Posts Tagged ‘sponsor’

No logo

20 November 2013

I have another confession to make.

I wouldn’t think of wearing a shirt with a giant swoosh across the top, let alone the word “Lacroix” emblazoned across the top (sweetie darling sweetie!). Years ago I gave up on wearing football jerseys — apart from the fact that I am completely crap at anything involving a ball (let alone being tackled), I didn’t want to be a human billboard for whichever corporate sponsor was sponsoring the Parramatta Football Club corporation which is part of the National Rugby League corporation. Want to advertise? Do it on someone else’s chest.

But corporations can be sneaky. In this case, they didn’t dump mercury-containing waste on my back doorstep (or in my dental cavities), feed me genetically-modified corn (frankencorn), charge me $5 for water from my tap or any of the other nefarious things some corporations would love to do to me. Oh no no no no no no. They found my one weak spot, a chink in my armour, and shot an arrow right there:

Tea.

For those of you who know me, I adore a good cup of tea. And, yes, controversially that includes rooibos, my beverage of choice. There is a certain zen to tea drinking; the process of brewing the kettle to the right temperature, the stillness, sipping the tea and letting it envelop the senses. Tea truly is the “heavenly leaf”, and I drink tea partially as a meditation technique as much as anything else. It’s safe to say that I am fervent in my love of tea, and equally distasteful of its evil twin, coffee.

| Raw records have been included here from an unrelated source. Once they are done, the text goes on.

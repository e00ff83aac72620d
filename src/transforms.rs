//! # Pairwise frame transforms
//!
//! One operator per directed edge of the frame graph:
//!
//! ```text
//!               Horizon
//!              /       \
//!     Telescope ------- Nominal
//!         |
//!       Camera
//! ```
//!
//! | Edge | Kernel(s) | Reference attribute |
//! |---|---|---|
//! | Horizon ↔ Telescope | [`offset_from_direction`] / [`direction_from_offset`] | telescope pointing |
//! | Horizon ↔ Nominal | same | array reference point |
//! | Telescope ↔ Nominal | inverse projection then projection | both pointings |
//! | Camera ↔ Telescope | 2D rotation and focal-length scaling | camera rotation, focal length |
//!
//! The typed operators (`horizon_to_telescope`, ...) take the representation and the frames
//! they need and return a new representation; they never touch their inputs. Tagging the result
//! with its frame is done by [`Coordinates`](crate::coordinates::Coordinates).
//!
//! Units: every angle is converted to radians and every length to meters before any
//! arithmetic. The output unit follows [`TransformParams`] when it names one, otherwise:
//!
//! * offsets computed from Horizon use the unit of the input azimuth (rather than always
//!   radians, so degree-tagged input stays in degrees),
//! * Horizon directions use the unit of the reference pointing azimuth,
//! * Telescope ↔ Nominal keeps the unit of the input `x`,
//! * Camera → Telescope yields radians, Telescope → Camera the focal length's unit.
//!
//! [`offset_from_direction`]: crate::projection::offset_from_direction
//! [`direction_from_offset`]: crate::projection::direction_from_offset

use nalgebra::{Rotation2, Vector2};
use tracing::trace;

use crate::constants::Radian;
use crate::frame_errors::FrameError;
use crate::frames::{CameraFrame, Frame, FrameKind, NominalFrame, Pointing, TelescopeFrame};
use crate::params::TransformParams;
use crate::projection::{
    direction_from_offset_batch, normalize_azimuth, offset_from_direction_batch,
    separation_cosine,
};
use crate::representation::{
    CartesianRepresentation, PlanarRepresentation, Representation, SphericalRepresentation,
};
use crate::units::{AngleArray, AngleUnit, LengthArray};

// -------------------------------------------------------------------------------------------------
// Shared pieces
// -------------------------------------------------------------------------------------------------

fn check_forward_hemisphere(
    az: &[Radian],
    alt: &[Radian],
    pointing: &Pointing,
    params: &TransformParams,
) -> Result<(), FrameError> {
    if !params.require_forward_hemisphere {
        return Ok(());
    }
    let (ref_az, ref_alt) = (pointing.az_radians(), pointing.alt_radians());

    match az
        .iter()
        .zip(alt)
        .position(|(az, alt)| separation_cosine(*az, *alt, ref_az, ref_alt) <= 0.0)
    {
        Some(index) => Err(FrameError::OutsideForwardHemisphere { index }),
        None => Ok(()),
    }
}

fn check_offsets(x: &[Radian], y: &[Radian], params: &TransformParams) -> Result<(), FrameError> {
    let Some(max) = params.max_offset.map(|m| m.to_radians()) else {
        return Ok(());
    };

    match x.iter().zip(y).position(|(x, y)| x.hypot(*y) > max) {
        Some(index) => Err(FrameError::OffsetOutOfRange {
            index,
            offset: x[index].hypot(y[index]),
            max,
        }),
        None => Ok(()),
    }
}

/// Absolute directions → offsets relative to `pointing`.
fn sky_to_offset(
    data: &SphericalRepresentation,
    pointing: &Pointing,
    params: &TransformParams,
) -> Result<PlanarRepresentation, FrameError> {
    let az = data.az().to_radians();
    let alt = data.alt().to_radians();
    check_forward_hemisphere(&az, &alt, pointing, params)?;

    let (x, y) =
        offset_from_direction_batch(&az, &alt, pointing.az_radians(), pointing.alt_radians())?;
    check_offsets(&x, &y, params)?;

    let unit = params.angle_unit.unwrap_or(data.az().unit);
    PlanarRepresentation::new(
        AngleArray::from_radians(x, unit),
        AngleArray::from_radians(y, unit),
    )
}

/// Offsets relative to `pointing` → absolute directions.
fn offset_to_sky(
    data: &PlanarRepresentation,
    pointing: &Pointing,
    params: &TransformParams,
) -> Result<SphericalRepresentation, FrameError> {
    let x = data.x().to_radians();
    let y = data.y().to_radians();
    check_offsets(&x, &y, params)?;

    let (mut az, alt) =
        direction_from_offset_batch(&x, &y, pointing.az_radians(), pointing.alt_radians())?;
    if params.normalize_azimuth {
        az.iter_mut().for_each(|a| *a = normalize_azimuth(*a));
    }

    let unit = params.angle_unit.unwrap_or(pointing.az().unit);
    SphericalRepresentation::new(
        AngleArray::from_radians(az, unit),
        AngleArray::from_radians(alt, unit),
    )
}
use thiserror::Error;

use crate::frames::FrameKind;

#[derive(Error, Debug, Clone)]
pub enum FrameError {
    #[error("Missing frame attribute `{attribute}` on {frame} frame")]
    MissingFrameAttribute {
        frame: FrameKind,
        attribute: &'static str,
    },

    #[error("Invalid frame attribute `{attribute}` on {frame} frame: {reason}")]
    InvalidFrameAttribute {
        frame: FrameKind,
        attribute: &'static str,
        reason: String,
    },

    #[error("Invalid Earth location: {0}")]
    InvalidLocation(String),

    #[error("No transformation path from {from} frame to {to} frame")]
    UnsupportedFramePair { from: FrameKind, to: FrameKind },

    #[error("{found} representation cannot be tagged with the {frame} frame")]
    RepresentationMismatch {
        frame: FrameKind,
        found: &'static str,
    },

    #[error("Component arrays have different lengths: {0} vs {1}")]
    ShapeMismatch(usize, usize),

    #[error("Invalid transform parameter: {0}")]
    InvalidTransformParameter(String),

    #[error("Target at index {index} lies outside the forward hemisphere of the reference direction")]
    OutsideForwardHemisphere { index: usize },

    #[error("Offset at index {index} is {offset} rad, above the configured bound of {max} rad")]
    OffsetOutOfRange { index: usize, offset: f64, max: f64 },
}

impl From<ordered_float::FloatIsNan> for FrameError {
    fn from(_: ordered_float::FloatIsNan) -> Self {
        FrameError::InvalidLocation("NaN coordinate".into())
    }
}

impl PartialEq for FrameError {
    fn eq(&self, other: &Self) -> bool {
        use FrameError::*;
        match (self, other) {
            (
                MissingFrameAttribute {
                    frame: f1,
                    attribute: a1,
                },
                MissingFrameAttribute {
                    frame: f2,
                    attribute: a2,
                },
            ) => f1 == f2 && a1 == a2,

            // The reason text is informative only: same frame and attribute compare equal
            (
                InvalidFrameAttribute {
                    frame: f1,
                    attribute: a1,
                    ..
                },
                InvalidFrameAttribute {
                    frame: f2,
                    attribute: a2,
                    ..
                },
            ) => f1 == f2 && a1 == a2,

            (UnsupportedFramePair { from: a, to: b }, UnsupportedFramePair { from: c, to: d }) => {
                a == c && b == d
            }
            (
                RepresentationMismatch {
                    frame: f1,
                    found: r1,
                },
                RepresentationMismatch {
                    frame: f2,
                    found: r2,
                },
            ) => f1 == f2 && r1 == r2,
            (InvalidLocation(a), InvalidLocation(b)) => a == b,
            (ShapeMismatch(a, b), ShapeMismatch(c, d)) => a == c && b == d,
            (InvalidTransformParameter(a), InvalidTransformParameter(b)) => a == b,
            (OutsideForwardHemisphere { index: a }, OutsideForwardHemisphere { index: b }) => {
                a == b
            }
            (OffsetOutOfRange { index: a, .. }, OffsetOutOfRange { index: b, .. }) => a == b,

            _ => false,
        }
    }
}
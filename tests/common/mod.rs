#![allow(dead_code)]

use approx::assert_abs_diff_eq;
use rand::rngs::StdRng;
use rand::Rng;

use iact_frames::frames::Pointing;
use iact_frames::representation::{PlanarRepresentation, Representation, SphericalRepresentation};
use iact_frames::units::{Angle, AngleArray};

/// Pointing at (az, alt) in radians.
pub fn pointing(az: f64, alt: f64) -> Pointing {
    Pointing::new(Angle::radians(az), Angle::radians(alt))
}

/// Random pointing well above the horizon and away from the zenith.
pub fn random_pointing(rng: &mut StdRng) -> Pointing {
    pointing(
        rng.random_range(0.0..std::f64::consts::TAU),
        rng.random_range(0.3..1.4),
    )
}

/// `n` random offsets of a few degrees at most, in radians.
pub fn random_offsets(rng: &mut StdRng, n: usize) -> PlanarRepresentation {
    let max = 0.08;
    let (x, y): (Vec<f64>, Vec<f64>) = (0..n)
        .map(|_| (rng.random_range(-max..max), rng.random_range(-max..max)))
        .unzip();
    PlanarRepresentation::new(AngleArray::radians(x), AngleArray::radians(y)).unwrap()
}

pub fn as_spherical(rep: &Representation) -> &SphericalRepresentation {
    match rep {
        Representation::Spherical(s) => s,
        other => panic!("expected a spherical representation, got {}", other.name()),
    }
}

pub fn as_planar(rep: &Representation) -> &PlanarRepresentation {
    match rep {
        Representation::Planar(p) => p,
        other => panic!("expected a planar representation, got {}", other.name()),
    }
}

/// Component-wise comparison, in radians.
pub fn assert_planar_close(actual: &PlanarRepresentation, expected: &PlanarRepresentation, epsilon: f64) {
    assert_eq!(actual.len(), expected.len());
    let (ax, ay) = (actual.x().to_radians(), actual.y().to_radians());
    let (ex, ey) = (expected.x().to_radians(), expected.y().to_radians());
    for i in 0..actual.len() {
        assert_abs_diff_eq!(ax[i], ex[i], epsilon = epsilon);
        assert_abs_diff_eq!(ay[i], ey[i], epsilon = epsilon);
    }
}

/// Component-wise comparison, in radians. Azimuths are compared modulo 2π.
pub fn assert_spherical_close(
    actual: &SphericalRepresentation,
    expected: &SphericalRepresentation,
    epsilon: f64,
) {
    assert_eq!(actual.len(), expected.len());
    let (aa, aalt) = (actual.az().to_radians(), actual.alt().to_radians());
    let (ea, ealt) = (expected.az().to_radians(), expected.alt().to_radians());
    for i in 0..actual.len() {
        let daz = (aa[i] - ea[i] + std::f64::consts::PI).rem_euclid(std::f64::consts::TAU)
            - std::f64::consts::PI;
        assert_abs_diff_eq!(daz, 0.0, epsilon = epsilon);
        assert_abs_diff_eq!(aalt[i], ealt[i], epsilon = epsilon);
    }
}
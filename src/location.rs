//! # Observatory location
//!
//! [`EarthLocation`] is the geodetic position attached to every frame as context. The frame
//! transforms carry it through untouched (no parallax or refraction is modelled), but it is
//! part of frame identity: two Horizon frames at different sites are different frames.

use ordered_float::NotNan;
use serde::{Deserialize, Serialize};

use crate::constants::{Degree, Meter};
use crate::frame_errors::FrameError;

/// Geodetic site position on the WGS84 ellipsoid.
///
/// Units
/// -----
/// * `longitude`: degrees, east positive.
/// * `latitude`: degrees, in `[-90, 90]`.
/// * `height`: meters above the ellipsoid.
///
/// All fields are `NotNan`, so a location can be hashed and compared exactly.
#[derive(Debug, Clone, Copy, PartialEq, Eq, Hash, Serialize, Deserialize)]
pub struct EarthLocation {
    longitude: NotNan<f64>,
    latitude: NotNan<f64>,
    height: NotNan<f64>,
}

impl EarthLocation {
    /// Create a location from geodetic coordinates.
    ///
    /// Arguments
    /// -----------------
    /// * `longitude`: geodetic longitude in **degrees** (east positive).
    /// * `latitude`: geodetic latitude in **degrees**.
    /// * `height`: height above the WGS84 ellipsoid in **meters**.
    ///
    /// Errors
    /// ----------
    /// * [`FrameError::InvalidLocation`] if any input is NaN or the latitude is outside `[-90, 90]`.
    pub fn new(longitude: Degree, latitude: Degree, height: Meter) -> Result<Self, FrameError> {
        let latitude = NotNan::new(latitude)?;
        if latitude.abs() > 90.0 {
            return Err(FrameError::InvalidLocation(format!(
                "latitude {latitude} deg outside [-90, 90]"
            )));
        }

        Ok(EarthLocation {
            longitude: NotNan::new(longitude)?,
            latitude,
            height: NotNan::new(height)?,
        })
    }

    pub fn longitude(&self) -> Degree {
        self.longitude.into_inner()
    }

    pub fn latitude(&self) -> Degree {
        self.latitude.into_inner()
    }

    pub fn height(&self) -> Meter {
        self.height.into_inner()
    }
}

impl std::fmt::Display for EarthLocation {
    fn fmt(&self, f: &mut std::fmt::Formatter<'_>) -> std::fmt::Result {
        write!(
            f,
            "(lon {:.6} deg, lat {:.6} deg, h {:.1} m)",
            self.longitude(),
            self.latitude(),
            self.height()
        )
    }
}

So imagine my delight when I found a boutique tea shop here in Melbourne. T2 was selling me just what I wanted: sencha quince, gunpowder green, loose-leaf rooibos. And there is the tea paraphernalia: special teapots to brew the rooibos in (it has really fine leaves like pine needles, and if you try to brew it in a normal teapot you’ll have leaves everywhere), cups and saucers and travel mugs and tea caddies and magnetic labels. They added cold drip tea, iced tea, and delectable macarons in a quirky but interesting shade of slate blue. Going to T2 became a Sunday afternoon ritual for me, where I bought two bottles of cold drip tea to face Mondays with.

Yep, a corporation had got me. Skewered me beautifully with a whole bunch of tea-related stuff. And I was loving it.

Turns out that T2 was bought by Unilever, a multinational corporation if ever there was one. And my humble, artisanal hand-plucked tea shop was turning into the Australian version of Starbucks, but with tea. And my tea caddies magnetic labels and travel mug? All marked, of course, with a CORPORATE F*CKING LOGO, because that’s just how they roll.

So now I’m looking coolly at my tea paraphernalia. Do I really want a Unilever logo in the sanctuary of my tea cupboard?

No.

Do I want to support this company as it goes down the Starbucks route of dumbing down its tea for the mainstream consumer?

No.

<sigh>

So I’m now on the lookout for new caddies, new labels, a new travel mug. There’s no sense of urgency about this; it’s just that when I think some multinational corporation has weaseled its way into my tea chest, it’s time to say enough is enough.